Milmyeon (Cold Wheat Noodles)
You should not leave Busan without having tasted milmyeon cold wheat noodles. It has thin slices of ice on broth, fine noodles, and spicy red chili pepper sauce on top. Many believe that milmyeon was first created during the Korean War. Refugees from North Korea would sell cold needles that were made with buckwheat flour. However, growing buckwheat in the warmer region of Busan was not possible. They substituted buckwheat with wheat flour, which was more accessible then.
Dwaeji-gukbap (Pork and Rice Soup)
Have a bowl of pork bone broth with pork meat and rice. You can enjoy dwaeji-gukbap pork and rice soup with kkakdugi, cubed radish, kimchi, and buchu muchim.
According to historical records, Busan ancestors enjoy clear meat broths in ancient times, and that soaking rice into soup had been a culinary custom even before the Joseon period, 1392-1910. The origin of Busan’s dwaeji-gukbap can be traced back to the 1950s. Refugees then could not afford to buy meat, so they sought pork bones from the U.S. military, mixed a pig head and other porcine organs, and brewed it.
Savor the famous Korean barbecue! You can delight in the juiciest meat in town at An Ga in Haeundae. Samgyeopsal, or grilled pork belly, is sliced into thin pieces and cooked on a grill at your table. Once cooked, you can wrap the meat in thick lettuce leaves and finish it with a dash of spicy gochujang sauce.
Indulge in Jangeo-gui, another seafood adventure to try in Busan. Jangeo-gui is grilled freshwater eel that many Koreans eat during summer. Before grilling the eel, it must be filleted and cut into small pieces. The strips can be seasoned with soy sauce, green onions, sugar, ginger, garlic, sesame oil, or sesame seeds. Another way to serve Jangeo-gui is by broiling the eel. Like samgyeopsal, the cooked eel can be wrapped with lettuce leaves or sesame leaves and dipped in different sauces.

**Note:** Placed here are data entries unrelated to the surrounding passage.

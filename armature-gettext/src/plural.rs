//! Plural-Forms Rules
//!
//! Compiled catalogs describe their plural rules in the `Plural-Forms`
//! header, e.g. `nplurals=3; plural=(n%10==1 && n%100!=11 ? 0 : n%10>=2 &&
//! n%10<=4 && (n%100<10 || n%100>=20) ? 1 : 2);`. The expression is a small
//! C-like language over the single variable `n`; this module parses it once
//! at load time and evaluates it per lookup.

use crate::{I18nError, Result};

/// Longest accepted expression, in bytes.
const MAX_EXPRESSION_LEN: usize = 1024;

/// Deepest accepted nesting of parentheses, ternaries and unary operators.
const MAX_DEPTH: usize = 64;

/// Binary operators, loosest binding last.
#[derive(Debug, Clone, Copy, PartialEq, Eq)]
pub enum BinaryOp {
    Mul,
    Div,
    Rem,
    Add,
    Sub,
    Lt,
    Le,
    Gt,
    Ge,
    Eq,
    Ne,
    And,
    Or,
}

impl BinaryOp {
    fn apply(self, lhs: u64, rhs: u64) -> u64 {
        match self {
            BinaryOp::Mul => lhs.wrapping_mul(rhs),
            BinaryOp::Div => lhs.checked_div(rhs).unwrap_or(0),
            BinaryOp::Rem => lhs.checked_rem(rhs).unwrap_or(0),
            BinaryOp::Add => lhs.wrapping_add(rhs),
            BinaryOp::Sub => lhs.wrapping_sub(rhs),
            BinaryOp::Lt => (lhs < rhs) as u64,
            BinaryOp::Le => (lhs <= rhs) as u64,
            BinaryOp::Gt => (lhs > rhs) as u64,
            BinaryOp::Ge => (lhs >= rhs) as u64,
            BinaryOp::Eq => (lhs == rhs) as u64,
            BinaryOp::Ne => (lhs != rhs) as u64,
            // short-circuiting is handled by the evaluator
            BinaryOp::And => (lhs != 0 && rhs != 0) as u64,
            BinaryOp::Or => (lhs != 0 || rhs != 0) as u64,
        }
    }
}

/// Parsed plural-selection expression.
#[derive(Debug, Clone, PartialEq, Eq)]
pub enum PluralExpr {
    /// The count variable `n`
    N,
    /// Integer literal
    Const(u64),
    /// Logical negation `!e`
    Not(Box<PluralExpr>),
    /// Arithmetic negation `-e`
    Neg(Box<PluralExpr>),
    /// `lhs op rhs`
    Binary(BinaryOp, Box<PluralExpr>, Box<PluralExpr>),
    /// `cond ? then : otherwise`
    Ternary(Box<PluralExpr>, Box<PluralExpr>, Box<PluralExpr>),
}

impl PluralExpr {
    /// Parse an expression such as `(n != 1)`.
    pub fn parse(source: &str) -> Result<Self> {
        if source.len() > MAX_EXPRESSION_LEN {
            return Err(I18nError::InvalidPluralExpression(format!(
                "expression is {} bytes, limit is {}",
                source.len(),
                MAX_EXPRESSION_LEN
            )));
        }

        let tokens = tokenize(source)?;
        let mut parser = Parser {
            tokens: &tokens,
            pos: 0,
            depth: 0,
            source,
        };
        let expr = parser.ternary()?;
        if parser.pos != tokens.len() {
            return Err(parser.error("trailing input"));
        }
        Ok(expr)
    }

    /// Evaluate for a count.
    pub fn eval(&self, n: u64) -> u64 {
        match self {
            PluralExpr::N => n,
            PluralExpr::Const(c) => *c,
            PluralExpr::Not(e) => (e.eval(n) == 0) as u64,
            PluralExpr::Neg(e) => e.eval(n).wrapping_neg(),
            PluralExpr::Binary(BinaryOp::And, lhs, rhs) => {
                (lhs.eval(n) != 0 && rhs.eval(n) != 0) as u64
            }
            PluralExpr::Binary(BinaryOp::Or, lhs, rhs) => {
                (lhs.eval(n) != 0 || rhs.eval(n) != 0) as u64
            }
            PluralExpr::Binary(op, lhs, rhs) => op.apply(lhs.eval(n), rhs.eval(n)),
            PluralExpr::Ternary(cond, then, otherwise) => {
                if cond.eval(n) != 0 {
                    then.eval(n)
                } else {
                    otherwise.eval(n)
                }
            }
        }
    }
}

#[derive(Debug, Clone, Copy, PartialEq, Eq)]
enum Token {
    N,
    Num(u64),
    Op(BinaryOp),
    Not,
    Minus,
    Question,
    Colon,
    LParen,
    RParen,
}

fn tokenize(source: &str) -> Result<Vec<Token>> {
    let bytes = source.as_bytes();
    let mut tokens = Vec::new();
    let mut i = 0;

    let invalid = |msg: String| I18nError::InvalidPluralExpression(format!("{}: {}", source, msg));

    while i < bytes.len() {
        let c = bytes[i];
        let next = bytes.get(i + 1).copied();
        let (token, width) = match c {
            b' ' | b'\t' | b'\r' | b'\n' => {
                i += 1;
                continue;
            }
            b'n' => (Token::N, 1),
            b'0'..=b'9' => {
                let start = i;
                while i < bytes.len() && bytes[i].is_ascii_digit() {
                    i += 1;
                }
                let value = source[start..i]
                    .parse::<u64>()
                    .map_err(|e| invalid(e.to_string()))?;
                tokens.push(Token::Num(value));
                continue;
            }
            b'(' => (Token::LParen, 1),
            b')' => (Token::RParen, 1),
            b'?' => (Token::Question, 1),
            b':' => (Token::Colon, 1),
            b'*' => (Token::Op(BinaryOp::Mul), 1),
            b'/' => (Token::Op(BinaryOp::Div), 1),
            b'%' => (Token::Op(BinaryOp::Rem), 1),
            b'+' => (Token::Op(BinaryOp::Add), 1),
            b'-' => (Token::Minus, 1),
            b'<' if next == Some(b'=') => (Token::Op(BinaryOp::Le), 2),
            b'<' => (Token::Op(BinaryOp::Lt), 1),
            b'>' if next == Some(b'=') => (Token::Op(BinaryOp::Ge), 2),
            b'>' => (Token::Op(BinaryOp::Gt), 1),
            b'=' if next == Some(b'=') => (Token::Op(BinaryOp::Eq), 2),
            b'!' if next == Some(b'=') => (Token::Op(BinaryOp::Ne), 2),
            b'!' => (Token::Not, 1),
            b'&' if next == Some(b'&') => (Token::Op(BinaryOp::And), 2),
            b'|' if next == Some(b'|') => (Token::Op(BinaryOp::Or), 2),
            other => {
                return Err(invalid(format!(
                    "unexpected character {:?} at {}",
                    other as char, i
                )));
            }
        };
        tokens.push(token);
        i += width;
    }

    Ok(tokens)
}

struct Parser<'a> {
    tokens: &'a [Token],
    pos: usize,
    depth: usize,
    source: &'a str,
}

impl Parser<'_> {
    fn error(&self, msg: &str) -> I18nError {
        I18nError::InvalidPluralExpression(format!("{}: {} at token {}", self.source, msg, self.pos))
    }

    fn peek(&self) -> Option<Token> {
        self.tokens.get(self.pos).copied()
    }

    fn eat(&mut self, token: Token) -> bool {
        if self.peek() == Some(token) {
            self.pos += 1;
            true
        } else {
            false
        }
    }

    /// Run `parse` one nesting level deeper.
    fn nested(&mut self, parse: fn(&mut Self) -> Result<PluralExpr>) -> Result<PluralExpr> {
        if self.depth == MAX_DEPTH {
            return Err(self.error("expression nested too deeply"));
        }
        self.depth += 1;
        let expr = parse(self);
        self.depth -= 1;
        expr
    }

    fn ternary(&mut self) -> Result<PluralExpr> {
        self.nested(Self::ternary_inner)
    }

    fn ternary_inner(&mut self) -> Result<PluralExpr> {
        let cond = self.binary(0)?;
        if !self.eat(Token::Question) {
            return Ok(cond);
        }
        let then = self.ternary()?;
        if !self.eat(Token::Colon) {
            return Err(self.error("expected ':'"));
        }
        let otherwise = self.ternary()?;
        Ok(PluralExpr::Ternary(
            Box::new(cond),
            Box::new(then),
            Box::new(otherwise),
        ))
    }

    /// Precedence climbing over the binary operator levels.
    fn binary(&mut self, level: usize) -> Result<PluralExpr> {
        const LEVELS: &[&[BinaryOp]] = &[
            &[BinaryOp::Or],
            &[BinaryOp::And],
            &[BinaryOp::Eq, BinaryOp::Ne],
            &[BinaryOp::Lt, BinaryOp::Le, BinaryOp::Gt, BinaryOp::Ge],
            &[BinaryOp::Add, BinaryOp::Sub],
            &[BinaryOp::Mul, BinaryOp::Div, BinaryOp::Rem],
        ];

        if level == LEVELS.len() {
            return self.unary();
        }

        let mut lhs = self.binary(level + 1)?;
        loop {
            let op = match self.peek() {
                Some(Token::Op(op)) if LEVELS[level].contains(&op) => op,
                Some(Token::Minus) if LEVELS[level].contains(&BinaryOp::Sub) => BinaryOp::Sub,
                _ => return Ok(lhs),
            };
            self.pos += 1;
            let rhs = self.binary(level + 1)?;
            lhs = PluralExpr::Binary(op, Box::new(lhs), Box::new(rhs));
        }
    }

    fn unary(&mut self) -> Result<PluralExpr> {
        if self.eat(Token::Not) {
            return Ok(PluralExpr::Not(Box::new(self.nested(Self::unary)?)));
        }
        if self.eat(Token::Minus) {
            return Ok(PluralExpr::Neg(Box::new(self.nested(Self::unary)?)));
        }
        self.primary()
    }

    fn primary(&mut self) -> Result<PluralExpr> {
        match self.peek() {
            Some(Token::N) => {
                self.pos += 1;
                Ok(PluralExpr::N)
            }
            Some(Token::Num(value)) => {
                self.pos += 1;
                Ok(PluralExpr::Const(value))
            }
            Some(Token::LParen) => {
                self.pos += 1;
                let inner = self.ternary()?;
                if !self.eat(Token::RParen) {
                    return Err(self.error("expected ')'"));
                }
                Ok(inner)
            }
            Some(_) => Err(self.error("unexpected token")),
            None => Err(self.error("unexpected end of expression")),
        }
    }
}

/// A catalog's plural rule: how many forms exist and how to pick one.
#[derive(Debug, Clone, PartialEq, Eq)]
pub struct PluralForms {
    nplurals: usize,
    expr: PluralExpr,
}

impl PluralForms {
    /// Parse a `Plural-Forms` header value.
    ///
    /// # Example
    ///
    /// ```
    /// use armature_gettext::PluralForms;
    ///
    /// let forms = PluralForms::parse("nplurals=2; plural=(n > 1);").unwrap();
    /// assert_eq!(forms.nplurals(), 2);
    /// assert_eq!(forms.index(0), 0);
    /// assert_eq!(forms.index(2), 1);
    /// ```
    pub fn parse(header: &str) -> Result<Self> {
        let mut nplurals = None;
        let mut expr = None;

        for part in header.split(';') {
            let Some((key, value)) = part.split_once('=') else {
                continue;
            };
            match key.trim() {
                "nplurals" => {
                    let count = value.trim().parse::<usize>().map_err(|_| {
                        I18nError::InvalidPluralExpression(format!("bad nplurals in {:?}", header))
                    })?;
                    nplurals = Some(count);
                }
                "plural" => expr = Some(PluralExpr::parse(value.trim())?),
                _ => {}
            }
        }

        match (nplurals, expr) {
            (Some(nplurals), Some(expr)) if nplurals > 0 => Ok(Self { nplurals, expr }),
            _ => Err(I18nError::InvalidPluralExpression(format!(
                "incomplete Plural-Forms header {:?}",
                header
            ))),
        }
    }

    /// The rule assumed when a catalog has no `Plural-Forms` header:
    /// `nplurals=2; plural=(n != 1)`.
    pub fn germanic() -> Self {
        Self {
            nplurals: 2,
            expr: PluralExpr::Binary(
                BinaryOp::Ne,
                Box::new(PluralExpr::N),
                Box::new(PluralExpr::Const(1)),
            ),
        }
    }

    /// Number of plural forms each plural entry carries.
    pub fn nplurals(&self) -> usize {
        self.nplurals
    }

    /// Form index for a count. May exceed `nplurals` for a buggy rule;
    /// callers treat that as a miss.
    pub fn index(&self, n: u64) -> usize {
        usize::try_from(self.expr.eval(n)).unwrap_or(usize::MAX)
    }
}

impl Default for PluralForms {
    fn default() -> Self {
        Self::germanic()
    }
}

Complete your South Korea food trip with Jogae gui and accompanied by beer or soju! Jogae means clams and Gui means grill. This is popular at seaside restaurants in Korea’s coastal towns. The clams are slowly grilled over an open flame. You can dip the clams in chogochujang or soy sauce with wasabi. The types of clams depend on the availability at the restaurant.
Delight in ssiat hotteok, a sweet pancake filled with brown sugar syrup. It also comes with seeds or nuts. You can buy ssiat hotteok at restaurants and street stalls and watch it being cooked in oil. If you want to learn how to make Korean pancake, book your Korean Rice Wine and Pancake Making Class in Busan today.
Feast on a Korean bapsang, a traditional Korean meal that features meat, vegetables, soups, and various sides, such as glass noodles and fish cakes. You can try fish with squash, jeyuk-bokkeum, and sundubu jjigae. Restaurants also serve greens, kimchi, and a salad with sweet black sesame dressing.
You may want to end your meal with a mound of snow-like shaved ice deliciously adorned with various toppings like fruits, rice cakes, chocolate, ice cream, cookies, or cheese. It is coated with syrup, condensed milk, red bean paste, and whipped cream. You will notice that there are many establishments that make their own twist on this refreshing delight.